[PROBLEM STATEMENT] The answer must restate every entry exactly as it appears.

[THE INPUT]

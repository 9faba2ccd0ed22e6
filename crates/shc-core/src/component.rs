// SPDX-License-Identifier: MIT OR Apache-2.0
//! Component references and the wire-name capitalization table.

use serde::{Deserialize, Serialize};
use std::fmt;

/// Exact RPC capitalizations per component kind.
///
/// The wire expects names like `Switch.GetStatus` or `EMData.GetStatus`
/// with specific capitalizations that no general CamelCase rule produces.
/// Kinds missing from this table must fail at encode time rather than go
/// out mis-capitalized.
const RPC_TYPE_NAMES: &[(&str, &str)] = &[
    ("ble", "BLE"),
    ("cloud", "Cloud"),
    ("cover", "Cover"),
    ("devicepower", "DevicePower"),
    ("em", "EM"),
    ("em1", "EM1"),
    ("em1data", "EM1Data"),
    ("emdata", "EMData"),
    ("eth", "Eth"),
    ("humidity", "Humidity"),
    ("input", "Input"),
    ("kvs", "KVS"),
    ("light", "Light"),
    ("meter", "Meter"),
    ("mqtt", "MQTT"),
    ("schedule", "Schedule"),
    ("script", "Script"),
    ("sensor", "Sensor"),
    ("shelly", "Shelly"),
    ("smoke", "Smoke"),
    ("switch", "Switch"),
    ("sys", "Sys"),
    ("temperature", "Temperature"),
    ("voltmeter", "Voltmeter"),
    ("webhook", "Webhook"),
    ("wifi", "WiFi"),
    ("ws", "WS"),
];

/// Look up the exact wire capitalization for a component kind.
///
/// Returns `None` for unknown kinds; callers are expected to surface that
/// as an encode-time error, never to guess a name.
#[must_use]
pub fn rpc_type_name(kind: &str) -> Option<&'static str> {
    RPC_TYPE_NAMES
        .binary_search_by_key(&kind, |&(k, _)| k)
        .ok()
        .map(|idx| RPC_TYPE_NAMES[idx].1)
}

// ---------------------------------------------------------------------------
// ComponentRef
// ---------------------------------------------------------------------------

/// Names one instance of a device component, e.g. `(switch, 0)`.
///
/// The kind catalog is data: this type carries any string and the
/// protocol layers decide whether they can encode it.
#[derive(Debug, Clone, PartialEq, Eq, Hash, Serialize, Deserialize)]
pub struct ComponentRef {
    /// Component kind from the device catalog (`switch`, `cover`, `emdata`, ...).
    pub kind: String,
    /// Instance index for multi-instance kinds; `None` for singletons
    /// such as `sys` or `wifi`.
    #[serde(default, skip_serializing_if = "Option::is_none")]
    pub index: Option<u8>,
}

impl ComponentRef {
    /// Reference an indexed component instance.
    pub fn indexed(kind: impl Into<String>, index: u8) -> Self {
        Self {
            kind: kind.into(),
            index: Some(index),
        }
    }

    /// Reference a singleton component.
    pub fn singleton(kind: impl Into<String>) -> Self {
        Self {
            kind: kind.into(),
            index: None,
        }
    }

    /// The exact RPC capitalization for this component's kind, if known.
    #[must_use]
    pub fn rpc_type(&self) -> Option<&'static str> {
        rpc_type_name(&self.kind)
    }
}

impl fmt::Display for ComponentRef {
    fn fmt(&self, f: &mut fmt::Formatter<'_>) -> fmt::Result {
        match self.index {
            Some(idx) => write!(f, "{}:{idx}", self.kind),
            None => f.write_str(&self.kind),
        }
    }
}

// ---------------------------------------------------------------------------
// Tests
// ---------------------------------------------------------------------------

[YOUR RESPONSE]
repository 9faba2ccd0ed22e6
filename crates/shc-core/src/component.rs
// SPDX-License-Identifier: MIT OR Apache-2.0
//! Component references and the wire-name capitalization table.

use serde::{Deserialize, Serialize};
use std::fmt;

/// Exact RPC capitalizations per component kind.
///
/// The wire expects names like `Switch.GetStatus` or `EMData.GetStatus`
/// with specific capitalizations that no general CamelCase rule produces.
/// Kinds missing from this table must fail at encode time rather than go
/// out mis-capitalized.
const RPC_TYPE_NAMES: &[(&str, &str)] = &[
    ("ble", "BLE"),
    ("cloud", "Cloud"),
    ("cover", "Cover"),
    ("devicepower", "DevicePower"),
    ("em", "EM"),
    ("em1", "EM1"),
    ("em1data", "EM1Data"),
    ("emdata", "EMData"),
    ("eth", "Eth"),
    ("humidity", "Humidity"),
    ("input", "Input"),
    ("kvs", "KVS"),
    ("light", "Light"),
    ("meter", "Meter"),
    ("mqtt", "MQTT"),
    ("schedule", "Schedule"),
    ("script", "Script"),
    ("sensor", "Sensor"),
    ("shelly", "Shelly"),
    ("smoke", "Smoke"),
    ("switch", "Switch"),
    ("sys", "Sys"),
    ("temperature", "Temperature"),
    ("voltmeter", "Voltmeter"),
    ("webhook", "Webhook"),
    ("wifi", "WiFi"),
    ("ws", "WS"),
];

/// Look up the exact wire capitalization for a component kind.
///
/// Returns `None` for unknown kinds; callers are expected to surface that
/// as an encode-time error, never to guess a name.
#[must_use]
pub fn rpc_type_name(kind: &str) -> Option<&'static str> {
    RPC_TYPE_NAMES
        .binary_search_by_key(&kind, |&(k, _)| k)
        .ok()
        .map(|idx| RPC_TYPE_NAMES[idx].1)
}

// ---------------------------------------------------------------------------
// ComponentRef
// ---------------------------------------------------------------------------

/// Names one instance of a device component, e.g. `(switch, 0)`.
///
/// The kind catalog is data: this type carries any string and the
/// protocol layers decide whether they can encode it.
#[derive(Debug, Clone, PartialEq, Eq, Hash, Serialize, Deserialize)]
pub struct ComponentRef {
    /// Component kind from the device catalog (`switch`, `cover`, `emdata`, ...).
    pub kind: String,
    /// Instance index for multi-instance kinds; `None` for singletons
    /// such as `sys` or `wifi`.
    #[serde(default, skip_serializing_if = "Option::is_none")]
    pub index: Option<u8>,
}

impl ComponentRef {
    /// Reference an indexed component instance.
    pub fn indexed(kind: impl Into<String>, index: u8) -> Self {
        Self {
            kind: kind.into(),
            index: Some(index),
        }
    }

    /// Reference a singleton component.
    pub fn singleton(kind: impl Into<String>) -> Self {
        Self {
            kind: kind.into(),
            index: None,
        }
    }

    /// The exact RPC capitalization for this component's kind, if known.
    #[must_use]
    pub fn rpc_type(&self) -> Option<&'static str> {
        rpc_type_name(&self.kind)
    }
}

impl fmt::Display for ComponentRef {
    fn fmt(&self, f: &mut fmt::Formatter<'_>) -> fmt::Result {
        match self.index {
            Some(idx) => write!(f, "{}:{idx}", self.kind),
            None => f.write_str(&self.kind),
        }
    }
}

// ---------------------------------------------------------------------------
// Tests
// ---------------------------------------------------------------------------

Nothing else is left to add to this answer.